Winston Churchill called for “defense through
deterrents.”[iii]President Harry Truman praised NATO as “an integrated international force whose
object is to maintain peace through strength…we devoutly pray that our present
course of action will succeed and maintain peace without war.”[iv]
“The vital element in keeping the peace is
our military establishment,” explained President Dwight Eisenhower, one of
America’s warrior-presidents. “Our arms must be mighty, ready for instant
action, so that no potential aggressor may be tempted to risk its own
destruction.”[v]
Outlining “a program to
achieve peace through strength,” President John Kennedy vowed to “strengthen our military power to the point
where no aggressor will dare attack, now or in the future.”[vi]
Reagan brought America’s “long, twilight struggle”
to an end by noting in his matter-of-fact way, “None of the four wars in my
lifetime came about because we were too strong…our military strength is a
prerequisite for peace.”[vii]
Now or
Later
These leaders understood that peace through strength works in two important
ways.
First, at its best, it prevents war by deterring the enemy.

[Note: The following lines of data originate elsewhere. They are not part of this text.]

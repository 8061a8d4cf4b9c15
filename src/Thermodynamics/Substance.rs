//! # Substance
//!
//! A named chemical species and its pure-component property correlations. Correlations are
//! supplied by the user as closures of temperature [K] and pressure [Pa]; the definite
//! heat-capacity integrals take (T1, T2, P). Only molecular weight and the formation
//! enthalpies are plain numbers.
//!
//! Every property is optional. Asking for a property that was never set yields
//! `ReactorError::MissingProperty`, so a mixture only needs the correlations that its phase
//! and the chosen balances actually use.
//!
//! ```
//! use ReactorD::Thermodynamics::Substance::Substance;
//! let water = Substance::new("water")
//!     .with_molecular_weight(18.015)
//!     .with_formation_enthalpy(-285_830.0)
//!     .with_volume_liquid(|_t, _p| 1.8e-5)
//!     .with_heat_capacity_liquid(|_t, _p| 75.3);
//! assert_eq!(water.heat_capacity_liquid(298.15, 101325.0).unwrap(), 75.3);
//! ```

use crate::ReactorsBVP::reactor_BVP_utils::ReactorError;
use std::fmt;

/// property of (temperature, pressure)
pub type PropertyFn = Box<dyn Fn(f64, f64) -> f64 + 'static>;
/// definite integral over temperature of (t1, t2, pressure)
pub type IntegralFn = Box<dyn Fn(f64, f64, f64) -> f64 + 'static>;

/// Gauss-Legendre nodes and weights on [-1, 1], 5 points
const GL_NODES: [f64; 5] = [
    0.0,
    -0.538_469_310_105_683_1,
    0.538_469_310_105_683_1,
    -0.906_179_845_938_664,
    0.906_179_845_938_664,
];
const GL_WEIGHTS: [f64; 5] = [
    0.568_888_888_888_888_9,
    0.478_628_670_499_366_5,
    0.478_628_670_499_366_5,
    0.236_926_885_056_189_1,
    0.236_926_885_056_189_1,
];
/// temperature span of one quadrature panel [K]
const PANEL_WIDTH: f64 = 50.0;

/// Composite Gauss-Legendre quadrature of `f(t, pressure)` over [t1, t2]
pub fn integrate_over_temperature(f: &dyn Fn(f64, f64) -> f64, t1: f64, t2: f64, pressure: f64) -> f64 {
    if t1 == t2 {
        return 0.0;
    }
    let n_panels = ((t2 - t1).abs() / PANEL_WIDTH).ceil().max(1.0) as usize;
    let width = (t2 - t1) / n_panels as f64;
    let mut integral = 0.0;
    for panel in 0..n_panels {
        let a = t1 + panel as f64 * width;
        let half = 0.5 * width;
        let mid = a + half;
        let sum: f64 = GL_NODES
            .iter()
            .zip(GL_WEIGHTS.iter())
            .map(|(x, w)| w * f(mid + half * x, pressure))
            .sum();
        integral += half * sum;
    }
    integral
}

pub struct Substance {
    pub name: String,
    /// g/mol
    pub molecular_weight: Option<f64>,
    /// standard formation enthalpy at 298.15 K [J/mol]
    pub formation_enthalpy: Option<f64>,
    /// ideal gas formation enthalpy at 298.15 K [J/mol]
    pub formation_enthalpy_ig: Option<f64>,
    volume_liquid: Option<PropertyFn>,
    heat_capacity_liquid: Option<PropertyFn>,
    heat_capacity_gas: Option<PropertyFn>,
    viscosity_liquid: Option<PropertyFn>,
    viscosity_gas: Option<PropertyFn>,
    heat_capacity_liquid_dt_integral: Option<IntegralFn>,
    heat_capacity_gas_dt_integral: Option<IntegralFn>,
}

impl fmt::Debug for Substance {
    fn fmt(&self, f: &mut fmt::Formatter<'_>) -> fmt::Result {
        f.debug_struct("Substance")
            .field("name", &self.name)
            .field("molecular_weight", &self.molecular_weight)
            .field("formation_enthalpy", &self.formation_enthalpy)
            .field("formation_enthalpy_ig", &self.formation_enthalpy_ig)
            .field("volume_liquid", &self.volume_liquid.is_some())
            .field("heat_capacity_liquid", &self.heat_capacity_liquid.is_some())
            .field("heat_capacity_gas", &self.heat_capacity_gas.is_some())
            .field("viscosity_liquid", &self.viscosity_liquid.is_some())
            .field("viscosity_gas", &self.viscosity_gas.is_some())
            .finish()
    }
}

impl Substance {
    pub fn new(name: &str) -> Self {
        Self {
            name: name.to_string(),
            molecular_weight: None,
            formation_enthalpy: None,
            formation_enthalpy_ig: None,
            volume_liquid: None,
            heat_capacity_liquid: None,
            heat_capacity_gas: None,
            viscosity_liquid: None,
            viscosity_gas: None,
            heat_capacity_liquid_dt_integral: None,
            heat_capacity_gas_dt_integral: None,
        }
    }

    ////////////////////////////////////BUILDER////////////////////////////////////////////

    pub fn with_molecular_weight(mut self, molecular_weight: f64) -> Self {
        self.molecular_weight = Some(molecular_weight);
        self
    }

    pub fn with_formation_enthalpy(mut self, enthalpy: f64) -> Self {
        self.formation_enthalpy = Some(enthalpy);
        self
    }

    pub fn with_formation_enthalpy_ig(mut self, enthalpy: f64) -> Self {
        self.formation_enthalpy_ig = Some(enthalpy);
        self
    }

    pub fn with_volume_liquid(mut self, f: impl Fn(f64, f64) -> f64 + 'static) -> Self {
        self.volume_liquid = Some(Box::new(f));
        self
    }

    pub fn with_heat_capacity_liquid(mut self, f: impl Fn(f64, f64) -> f64 + 'static) -> Self {
        self.heat_capacity_liquid = Some(Box::new(f));
        self
    }

    pub fn with_heat_capacity_gas(mut self, f: impl Fn(f64, f64) -> f64 + 'static) -> Self {
        self.heat_capacity_gas = Some(Box::new(f));
        self
    }

    pub fn with_viscosity_liquid(mut self, f: impl Fn(f64, f64) -> f64 + 'static) -> Self {
        self.viscosity_liquid = Some(Box::new(f));
        self
    }

    pub fn with_viscosity_gas(mut self, f: impl Fn(f64, f64) -> f64 + 'static) -> Self {
        self.viscosity_gas = Some(Box::new(f));
        self
    }

    /// closed form of ∫ cp_liquid dT between (t1, t2) at pressure p
    pub fn with_heat_capacity_liquid_dt_integral(
        mut self,
        f: impl Fn(f64, f64, f64) -> f64 + 'static,
    ) -> Self {
        self.heat_capacity_liquid_dt_integral = Some(Box::new(f));
        self
    }

    /// closed form of ∫ cp_gas dT between (t1, t2) at pressure p
    pub fn with_heat_capacity_gas_dt_integral(
        mut self,
        f: impl Fn(f64, f64, f64) -> f64 + 'static,
    ) -> Self {
        self.heat_capacity_gas_dt_integral = Some(Box::new(f));
        self
    }

    ////////////////////////////////////PROPERTIES////////////////////////////////////////////

    fn missing(&self, property: &str) -> ReactorError {
        ReactorError::MissingProperty {
            substance: self.name.clone(),
            property: property.to_string(),
        }
    }

    fn eval(
        &self,
        f: &Option<PropertyFn>,
        property: &str,
        temperature: f64,
        pressure: f64,
    ) -> Result<f64, ReactorError> {
        f.as_ref()
            .map(|f| f(temperature, pressure))
            .ok_or_else(|| self.missing(property))
    }

    pub fn molecular_weight(&self) -> Result<f64, ReactorError> {
        self.molecular_weight
            .ok_or_else(|| self.missing("molecular_weight"))
    }

    pub fn formation_enthalpy(&self) -> Result<f64, ReactorError> {
        self.formation_enthalpy
            .ok_or_else(|| self.missing("formation_enthalpy"))
    }

    pub fn formation_enthalpy_ig(&self) -> Result<f64, ReactorError> {
        self.formation_enthalpy_ig
            .ok_or_else(|| self.missing("formation_enthalpy_ig"))
    }

    /// molar volume of the pure liquid [m³/mol]
    pub fn volume_liquid(&self, temperature: f64, pressure: f64) -> Result<f64, ReactorError> {
        self.eval(&self.volume_liquid, "volume_liquid", temperature, pressure)
    }

    /// J/mol/K
    pub fn heat_capacity_liquid(&self, temperature: f64, pressure: f64) -> Result<f64, ReactorError> {
        self.eval(
            &self.heat_capacity_liquid,
            "heat_capacity_liquid",
            temperature,
            pressure,
        )
    }

    /// J/mol/K
    pub fn heat_capacity_gas(&self, temperature: f64, pressure: f64) -> Result<f64, ReactorError> {
        self.eval(
            &self.heat_capacity_gas,
            "heat_capacity_gas",
            temperature,
            pressure,
        )
    }

    /// Pa·s
    pub fn viscosity_liquid(&self, temperature: f64, pressure: f64) -> Result<f64, ReactorError> {
        self.eval(&self.viscosity_liquid, "viscosity_liquid", temperature, pressure)
    }

    /// Pa·s
    pub fn viscosity_gas(&self, temperature: f64, pressure: f64) -> Result<f64, ReactorError> {
        self.eval(&self.viscosity_gas, "viscosity_gas", temperature, pressure)
    }

    /// ∫ cp_liquid dT from t1 to t2 [J/mol]. Uses the closed form when one was supplied,
    /// quadrature of `heat_capacity_liquid` otherwise.
    pub fn heat_capacity_liquid_dt_integral(
        &self,
        t1: f64,
        t2: f64,
        pressure: f64,
    ) -> Result<f64, ReactorError> {
        if t1 == t2 {
            return Ok(0.0);
        }
        if let Some(integral) = &self.heat_capacity_liquid_dt_integral {
            return Ok(integral(t1, t2, pressure));
        }
        let cp = self
            .heat_capacity_liquid
            .as_ref()
            .ok_or_else(|| self.missing("heat_capacity_liquid"))?;
        Ok(integrate_over_temperature(cp.as_ref(), t1, t2, pressure))
    }

    /// ∫ cp_gas dT from t1 to t2 [J/mol]
    pub fn heat_capacity_gas_dt_integral(
        &self,
        t1: f64,
        t2: f64,
        pressure: f64,
    ) -> Result<f64, ReactorError> {
        if t1 == t2 {
            return Ok(0.0);
        }
        if let Some(integral) = &self.heat_capacity_gas_dt_integral {
            return Ok(integral(t1, t2, pressure));
        }
        let cp = self
            .heat_capacity_gas
            .as_ref()
            .ok_or_else(|| self.missing("heat_capacity_gas"))?;
        Ok(integrate_over_temperature(cp.as_ref(), t1, t2, pressure))
    }
}

#[cfg(test)]
mod tests {
    use super::*;
    use approx::assert_relative_eq;

    #[test]
    fn test_missing_property() {
        let a = Substance::new("A");
        match a.heat_capacity_gas(300.0, 1e5) {
            Err(ReactorError::MissingProperty {
                substance,
                property,
            }) => {
                assert_eq!(substance, "A");
                assert_eq!(property, "heat_capacity_gas");
            }
            other => panic!("unexpected result {:?}", other),
        }
        assert!(a.molecular_weight().is_err());
    }

    #[test]
    fn test_quadrature_polynomial_cp() {
        // cp = a + b T + c T^2, exact for the 5 point rule
        let (a, b, c) = (29.0, 1e-2, -3e-6);
        let sub = Substance::new("N2").with_heat_capacity_gas(move |t, _p| a + b * t + c * t * t);
        let (t1, t2) = (298.15, 1000.0);
        let exact = a * (t2 - t1) + b / 2.0 * (t2 * t2 - t1 * t1) + c / 3.0 * (t2.powi(3) - t1.powi(3));
        let integral = sub.heat_capacity_gas_dt_integral(t1, t2, 101325.0).unwrap();
        assert_relative_eq!(integral, exact, max_relative = 1e-12);
        // reversed limits change sign
        let reversed = sub.heat_capacity_gas_dt_integral(t2, t1, 101325.0).unwrap();
        assert_relative_eq!(reversed, -exact, max_relative = 1e-12);
    }

    #[test]
    fn test_zero_width_integral_is_exact_zero() {
        let sub = Substance::new("B").with_heat_capacity_liquid(|t, _p| 50.0 + 0.3 * t.sin());
        assert_eq!(
            sub.heat_capacity_liquid_dt_integral(298.15, 298.15, 101325.0).unwrap(),
            0.0
        );
    }

    #[test]
    fn test_closed_form_integral_preferred() {
        let sub = Substance::new("C")
            .with_heat_capacity_liquid(|_t, _p| 1.0)
            .with_heat_capacity_liquid_dt_integral(|t1, t2, _p| 2.0 * (t2 - t1));
        assert_relative_eq!(
            sub.heat_capacity_liquid_dt_integral(300.0, 310.0, 1e5).unwrap(),
            20.0
        );
    }
}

Critics of defense spending argue that a doctrine of peace
through strength is not worth the cost. In truth, waging war is far more costly
than maintaining a military capable of deterring war. As Washington observed in
his farewell address, “Timely disbursements to prepare for danger frequently
prevent much greater disbursements to repel it.”[viii]
Just compare military allocations, as a percentage of GDP,
during times of war and times of peace:
- In the eight years before
entering World War I, the United States devoted an average of 0.7 percent
of GDP to national defense; during the war, U.S. defense spending spiked
to 16.1 percent of GDP.[ix]
- In the decade before
entering World War II, the United States spent an average of 1.1 percent
of its GDP on the military annually; during the war, the U.S. diverted an
average of 27 percent of GDP to the military annually, spending almost 38
percent of GDP on defense in 1944 alone.[x]
- Applying the lessons of
deterrence, Cold War-era presidents spent an average of 7 percent of GDP
on defense, sometimes much more, to keep the Red Army at bay.[xi]

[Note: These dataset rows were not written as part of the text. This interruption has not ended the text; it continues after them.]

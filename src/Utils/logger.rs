use log::{LevelFilter, debug};
use simplelog::{ColorChoice, ConfigBuilder, TermLogger, TerminalMode};

/// Install a terminal logger. Does nothing if a logger is already set.
pub fn init_logger(level: LevelFilter) {
    let config = ConfigBuilder::new()
        .set_time_level(LevelFilter::Off)
        .set_target_level(LevelFilter::Off)
        .build();
    if TermLogger::init(level, config, TerminalMode::Mixed, ColorChoice::Auto).is_err() {
        debug!("logger already initialized");
    }
}
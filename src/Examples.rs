/// Runnable PFR demonstrations: numbered tasks called from `main`
pub mod pfr_examples;
//! # Reactor BVP Utilities Module
//!
//! Shared plumbing for the plug-flow reactor boundary value problem: the crate-wide error
//! type, the solver settings, the boundary-condition bookkeeping and the templates used to
//! seed initial profiles.
//!
//! ## Main Structures
//!
//! - **`ReactorError`**: every fallible operation in the crate returns this type
//!   - configuration errors are raised by constructors
//!   - shape errors are raised at call time
//!   - `NotConverged` is returned only when a caller explicitly demands a converged table
//!
//! - **`SimulationSettings`**: tolerance, node limit, verbosity and boundary tolerance handed
//!   to the collocation solver. Serializable, every field has a default.
//!
//! - **`SolverStatus`**: termination of the collocation solver, decoded from its status code.
//!
//! - **`BorderValue`**: a single scalar fixed either at the inlet (`z = 0`) or at the outlet
//!   (`z = L`). Built from a `{"in": value}` / `{"out": value}` map.
//!
//! - **`BorderConditions`**: stacked inlet and outlet vectors aligned with the state rows.
//!   Records which rows are constrained at each edge and evaluates the boundary residuals.
//!
//! - **`InitialTemplate`**: profile generators used by the balances to seed the first guess.
//!
//! ## Boundary Residual Layout
//! Residuals are emitted in a fixed order: first one term per inlet-constrained row (in row
//! order) evaluated at the left edge, then one term per outlet-constrained row evaluated at the
//! right edge. A row constrained at both edges therefore produces two terms.

use nalgebra::DVector;
use serde::{Deserialize, Serialize};
use std::collections::HashMap;
use thiserror::Error;

#[derive(Debug, Error)]
pub enum ReactorError {
    #[error("Invalid configuration: {0}")]
    InvalidConfiguration(String),
    #[error("Shape mismatch in {context}: expected {expected}, found {found}")]
    ShapeMismatch {
        context: String,
        expected: usize,
        found: usize,
    },
    #[error("Substance '{substance}' has no {property} defined")]
    MissingProperty { substance: String, property: String },
    #[error("Missing data: {0}")]
    MissingData(String),
    #[error("Simulation did not converge ({status:?}): {message}")]
    NotConverged { status: SolverStatus, message: String },
    #[error("BVP solver error: {0}")]
    Solver(String),
    #[error("JSON error: {0}")]
    Json(#[from] serde_json::Error),
    #[error("IO error: {0}")]
    Io(#[from] std::io::Error),
}

impl ReactorError {
    pub fn shape(context: &str, expected: usize, found: usize) -> Self {
        ReactorError::ShapeMismatch {
            context: context.to_string(),
            expected,
            found,
        }
    }
}

/// Termination of the collocation solver
#[derive(Debug, Clone, Copy, PartialEq, Eq, Serialize, Deserialize)]
pub enum SolverStatus {
    Converged,
    MaxNodesExceeded,
    SingularJacobian,
    BcToleranceNotMet,
}

impl SolverStatus {
    /// `BVPResult::status` code: 0 converged, 1 max nodes, 2 singular Jacobian, 3 bc tolerance
    pub fn from_code(code: i32) -> Result<Self, ReactorError> {
        match code {
            0 => Ok(SolverStatus::Converged),
            1 => Ok(SolverStatus::MaxNodesExceeded),
            2 => Ok(SolverStatus::SingularJacobian),
            3 => Ok(SolverStatus::BcToleranceNotMet),
            other => Err(ReactorError::Solver(format!("unknown status code {}", other))),
        }
    }

    pub fn message(&self) -> &'static str {
        match self {
            SolverStatus::Converged => "The algorithm converged to the desired accuracy.",
            SolverStatus::MaxNodesExceeded => "The maximum number of mesh nodes is exceeded.",
            SolverStatus::SingularJacobian => {
                "A singular Jacobian encountered when solving the collocation system."
            }
            SolverStatus::BcToleranceNotMet => {
                "The solver was unable to satisfy boundary conditions tolerance on iteration 10."
            }
        }
    }

    pub fn is_success(&self) -> bool {
        matches!(self, SolverStatus::Converged)
    }
}

/// Template types for initial guess generation
#[derive(Debug, Clone, PartialEq)]
pub enum InitialTemplate {
    /// Linear interpolation between start and end values
    Linear { start: f64, end: f64 },
    /// Constant value throughout domain
    Constant { value: f64 },
}

impl InitialTemplate {
    /// Generate values for n_steps grid points
    pub fn generate(&self, n_steps: usize) -> Vec<f64> {
        let mut values = Vec::with_capacity(n_steps);
        let denominator = if n_steps > 1 { (n_steps - 1) as f64 } else { 1.0 };

        for i in 0..n_steps {
            let z = i as f64 / denominator; // z ∈ [0, 1]

            let value = match self {
                InitialTemplate::Linear { start, end } => start + (end - start) * z,
                InitialTemplate::Constant { value } => *value,
            };

            values.push(value);
        }

        values
    }
}

fn default_tol() -> f64 {
    1e-3
}

fn default_max_nodes() -> usize {
    1000
}

/// Convergence controls of a single `simulate` call
#[derive(Debug, Clone, PartialEq, Serialize, Deserialize)]
pub struct SimulationSettings {
    /// Tolerance for the relative RMS residual of the collocation spline
    #[serde(default = "default_tol")]
    pub tol: f64,
    /// Maximum number of mesh nodes allowed during refinement
    #[serde(default = "default_max_nodes")]
    pub max_nodes: usize,
    /// 0 silent, 1 termination report, 2 progress on every iteration
    #[serde(default)]
    pub verbose: u8,
    /// Tolerance for the boundary residuals, `tol` when absent
    #[serde(default)]
    pub bc_tol: Option<f64>,
}

impl Default for SimulationSettings {
    fn default() -> Self {
        Self {
            tol: default_tol(),
            max_nodes: default_max_nodes(),
            verbose: 0,
            bc_tol: None,
        }
    }
}

impl SimulationSettings {
    pub fn new(tol: f64, max_nodes: usize, verbose: u8, bc_tol: Option<f64>) -> Self {
        Self {
            tol,
            max_nodes,
            verbose,
            bc_tol,
        }
    }

    pub fn validate(&self) -> Result<(), ReactorError> {
        if !(self.tol > 0.0) {
            return Err(ReactorError::InvalidConfiguration(format!(
                "tolerance must be positive, got {}",
                self.tol
            )));
        }
        if self.max_nodes < 2 {
            return Err(ReactorError::InvalidConfiguration(format!(
                "max_nodes must be at least 2, got {}",
                self.max_nodes
            )));
        }
        if let Some(bc_tol) = self.bc_tol {
            if !(bc_tol > 0.0) {
                return Err(ReactorError::InvalidConfiguration(format!(
                    "bc_tol must be positive, got {}",
                    bc_tol
                )));
            }
        }
        Ok(())
    }
}

/// A scalar fixed at exactly one edge of the reactor
#[derive(Debug, Clone, Copy, PartialEq)]
pub enum BorderValue {
    In(f64),
    Out(f64),
}

impl BorderValue {
    /// Parse a `{"in": value}` or `{"out": value}` map. Any other key, both keys or none
    /// is a configuration error.
    pub fn from_map(map: &HashMap<String, f64>, variable: &str) -> Result<Self, ReactorError> {
        if let Some(key) = map.keys().find(|k| *k != "in" && *k != "out") {
            return Err(ReactorError::InvalidConfiguration(format!(
                "{} border condition: unknown key '{}', expected 'in' or 'out'",
                variable, key
            )));
        }
        match (map.get("in"), map.get("out")) {
            (Some(value), None) => Ok(BorderValue::In(*value)),
            (None, Some(value)) => Ok(BorderValue::Out(*value)),
            (Some(_), Some(_)) => Err(ReactorError::InvalidConfiguration(format!(
                "{} balance error: only inlet or outlet border condition specification allowed",
                variable
            ))),
            (None, None) => Err(ReactorError::InvalidConfiguration(format!(
                "{} balance error: an inlet or outlet border condition is required",
                variable
            ))),
        }
    }

    pub fn value(&self) -> f64 {
        match self {
            BorderValue::In(value) | BorderValue::Out(value) => *value,
        }
    }

    pub fn is_inlet(&self) -> bool {
        matches!(self, BorderValue::In(_))
    }

    /// (inlet, outlet) pair as consumed by `BorderConditions`
    pub fn pair(&self) -> (Option<f64>, Option<f64>) {
        match self {
            BorderValue::In(value) => (Some(*value), None),
            BorderValue::Out(value) => (None, Some(*value)),
        }
    }

    pub fn to_map(&self) -> HashMap<String, f64> {
        let key = if self.is_inlet() { "in" } else { "out" };
        HashMap::from([(key.to_string(), self.value())])
    }
}

/// Inlet and outlet specifications stacked in state-row order
#[derive(Debug, Clone, PartialEq)]
pub struct BorderConditions {
    pub inlet_conditions: Vec<Option<f64>>,
    pub outlet_conditions: Vec<Option<f64>>,
    /// rows constrained at z = 0
    pub in_index: Vec<usize>,
    /// rows constrained at z = L
    pub out_index: Vec<usize>,
}

impl BorderConditions {
    pub fn new(
        inlet_conditions: Vec<Option<f64>>,
        outlet_conditions: Vec<Option<f64>>,
    ) -> Result<Self, ReactorError> {
        if inlet_conditions.len() != outlet_conditions.len() {
            return Err(ReactorError::shape(
                "border conditions",
                inlet_conditions.len(),
                outlet_conditions.len(),
            ));
        }
        let in_index = inlet_conditions
            .iter()
            .enumerate()
            .filter_map(|(i, c)| c.map(|_| i))
            .collect();
        let out_index = outlet_conditions
            .iter()
            .enumerate()
            .filter_map(|(i, c)| c.map(|_| i))
            .collect();
        Ok(Self {
            inlet_conditions,
            outlet_conditions,
            in_index,
            out_index,
        })
    }

    /// Build from one (inlet, outlet) pair per state row
    pub fn from_pairs(pairs: Vec<(Option<f64>, Option<f64>)>) -> Result<Self, ReactorError> {
        let (inlet, outlet): (Vec<_>, Vec<_>) = pairs.into_iter().unzip();
        Self::new(inlet, outlet)
    }

    /// number of state rows covered
    pub fn n_rows(&self) -> usize {
        self.inlet_conditions.len()
    }

    /// number of residual terms produced by `residuals`
    pub fn n_residuals(&self) -> usize {
        self.in_index.len() + self.out_index.len()
    }

    /// Boundary residuals: inlet terms from `ya` first, then outlet terms from `yb`
    pub fn residuals(&self, ya: &DVector<f64>, yb: &DVector<f64>) -> DVector<f64> {
        let inlet = self
            .inlet_conditions
            .iter()
            .enumerate()
            .filter_map(|(i, c)| c.map(|value| ya[i] - value));
        let outlet = self
            .outlet_conditions
            .iter()
            .enumerate()
            .filter_map(|(i, c)| c.map(|value| yb[i] - value));
        DVector::from_iterator(self.n_residuals(), inlet.chain(outlet))
    }
}

#[cfg(test)]
mod tests {
    use super::*;
    use approx::assert_relative_eq;

    #[test]
    fn test_templates() {
        let linear = InitialTemplate::Linear {
            start: 0.0,
            end: 2.0,
        }
        .generate(5);
        assert_eq!(linear.len(), 5);
        assert_relative_eq!(linear[0], 0.0);
        assert_relative_eq!(linear[2], 1.0);
        assert_relative_eq!(linear[4], 2.0);

        let constant = InitialTemplate::Constant { value: 3.5 }.generate(4);
        assert!(constant.iter().all(|v| *v == 3.5));
    }

    #[test]
    fn test_border_value_from_map() {
        let inlet = HashMap::from([("in".to_string(), 101325.0)]);
        let outlet = HashMap::from([("out".to_string(), 90000.0)]);
        assert_eq!(
            BorderValue::from_map(&inlet, "Pressure").unwrap(),
            BorderValue::In(101325.0)
        );
        assert_eq!(
            BorderValue::from_map(&outlet, "Pressure").unwrap().pair(),
            (None, Some(90000.0))
        );

        let both = HashMap::from([("in".to_string(), 1.0), ("out".to_string(), 2.0)]);
        assert!(matches!(
            BorderValue::from_map(&both, "Pressure"),
            Err(ReactorError::InvalidConfiguration(_))
        ));
        assert!(BorderValue::from_map(&HashMap::new(), "Pressure").is_err());
        let typo = HashMap::from([("inlet".to_string(), 1.0)]);
        assert!(BorderValue::from_map(&typo, "Pressure").is_err());
    }

    #[test]
    fn test_border_conditions_inlet_only_row() {
        let bc = BorderConditions::from_pairs(vec![(Some(1.0), None), (None, Some(5.0))]).unwrap();
        assert_eq!(bc.in_index, vec![0]);
        assert_eq!(bc.out_index, vec![1]);

        let ya = DVector::from_vec(vec![1.5, 100.0]);
        let yb = DVector::from_vec(vec![-100.0, 4.0]);
        let res = bc.residuals(&ya, &yb);
        // one term per row, inlet first
        assert_eq!(res.len(), 2);
        assert_relative_eq!(res[0], 0.5);
        assert_relative_eq!(res[1], -1.0);
    }

    #[test]
    fn test_border_conditions_row_with_both_edges() {
        let bc =
            BorderConditions::new(vec![Some(2.0), Some(7.0)], vec![Some(3.0), None]).unwrap();
        assert_eq!(bc.n_rows(), 2);
        assert_eq!(bc.n_residuals(), 3);
        let ya = DVector::from_vec(vec![2.5, 7.0]);
        let yb = DVector::from_vec(vec![4.0, 0.0]);
        let res = bc.residuals(&ya, &yb);
        assert_eq!(res.as_slice(), &[0.5, 0.0, 1.0]);
    }

    #[test]
    fn test_border_conditions_length_mismatch() {
        let bc = BorderConditions::new(vec![Some(1.0)], vec![None, None]);
        assert!(matches!(bc, Err(ReactorError::ShapeMismatch { .. })));
    }

    #[test]
    fn test_from_pairs_matches_new() {
        let pairs = vec![(Some(1.0), Some(2.0)), (None, None), (None, Some(4.0))];
        let bc = BorderConditions::from_pairs(pairs).unwrap();
        let direct = BorderConditions::new(
            vec![Some(1.0), None, None],
            vec![Some(2.0), None, Some(4.0)],
        )
        .unwrap();
        assert_eq!(bc, direct);
        assert_eq!(bc.in_index, vec![0]);
        assert_eq!(bc.out_index, vec![0, 2]);
        let res = bc.residuals(
            &DVector::from_vec(vec![1.0, 9.0, 9.0]),
            &DVector::from_vec(vec![3.0, 9.0, 1.0]),
        );
        assert_eq!(res.as_slice(), &[0.0, 1.0, -3.0]);
    }

    #[test]
    fn test_solver_status_codes() {
        assert_eq!(SolverStatus::from_code(0).unwrap(), SolverStatus::Converged);
        assert_eq!(
            SolverStatus::from_code(1).unwrap(),
            SolverStatus::MaxNodesExceeded
        );
        assert_eq!(
            SolverStatus::from_code(2).unwrap(),
            SolverStatus::SingularJacobian
        );
        assert_eq!(
            SolverStatus::from_code(3).unwrap(),
            SolverStatus::BcToleranceNotMet
        );
        assert!(matches!(
            SolverStatus::from_code(7),
            Err(ReactorError::Solver(_))
        ));
        assert!(SolverStatus::Converged.is_success());
        assert!(!SolverStatus::MaxNodesExceeded.is_success());
    }

    #[test]
    fn test_settings_defaults_from_json() {
        let settings: SimulationSettings = serde_json::from_str("{}").unwrap();
        assert_eq!(settings, SimulationSettings::default());
        let settings: SimulationSettings =
            serde_json::from_str(r#"{"tol": 1e-4, "bc_tol": 1e-3}"#).unwrap();
        assert_relative_eq!(settings.tol, 1e-4);
        assert_eq!(settings.max_nodes, 1000);
        assert_eq!(settings.bc_tol, Some(1e-3));
        assert!(SimulationSettings::new(-1.0, 10, 0, None).validate().is_err());
    }
}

We can never know what might have been had the United States
and its closest allies embraced the peace-through-strength doctrine before
Munich and Dunkirk and Pearl Harbor. But in the middle of World War II,
Churchill offered his opinion: “If we had kept together after the last war, if
we had taken common measures for our safety, this renewal of the curse need
never have fallen upon us.”[xii]
Upper Hand
In his book “The World America Made,” Robert Kagan explains
how “America’s most important role has been to dampen and deter the normal tendencies
of other great powers…to compete and jostle with one another in ways that
historically have led to war.” This role has depended on America’s military
might. “There is no better recipe for great-power peace,” Kagan concludes, “than
certainty about who holds the upper hand.”[xiii]

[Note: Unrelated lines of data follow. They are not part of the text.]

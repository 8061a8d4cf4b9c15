/// pure substance data: molecular weight, formation enthalpies and user supplied property
/// correlations as closures of temperature and pressure
#[allow(non_snake_case)]
pub mod Substance;
/// ideal gas and ideal solution mixtures with single-node and batch (per grid node) operations
#[allow(non_snake_case)]
pub mod Mixture;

Regrettably, America is dealing away that upper hand, as a
strange-bedfellow alliance of deficit hawks determined to cut federal spending
and isolationists determined to shrink the U.S. military’s reach try to do the
impossible: balance the budget on the back of the military.
It’s impossible because, as
then-Defense Secretary Robert Gates explained in 2011, “The defense budget…is
not the cause of this country’s fiscal woes.” He noted that in 1961 defense spending
consumed half the federal budget, while it accounted for 9 percent of U.S. GDP.
Today, defense spending is under 15 percent of the federal budget and 3.5
percent of GDP (and falling).[xiv] In fact, we could
eliminate the entire defense budget and turn the Pentagon into a mega-mall, and
yet we would still face a budget deficit—and wouldn’t even be putting a dent into
the $17-trillion debt.
The nearly $1 trillion in cuts to projected defense spending
between now and 2021—$500 billion in sequester cuts plus $487 billion in cuts
ordered in 2010[xv]—might
make sense if peace were breaking out around the world. But we know the very
opposite to be true.
The Middle East is on fire; Egypt is in a dangerous spiral
of re-revolution; al Qaeda is reconstituting in North Africa, Yemen, Iraq and
Syria; North Korea is rattling nuclear sabers; Iran is racing ahead with its
own nuclear-weapons program. And these, it could be argued, aren’t even our
principal worries. As the U.S. declaws itself, China’s military-related
spending skyrocketed from $20 billion in 2002 to around $180 billion a decade
later[xvi]—an
unparalleled jump in military spending on a percentage basis. Russia’s military
spending spiked 25 percent in 2012, and Moscow has unveiled plans for 2,300 new
tanks, 600 new warplanes and 28 new submarines in the next 10 years.[xvii]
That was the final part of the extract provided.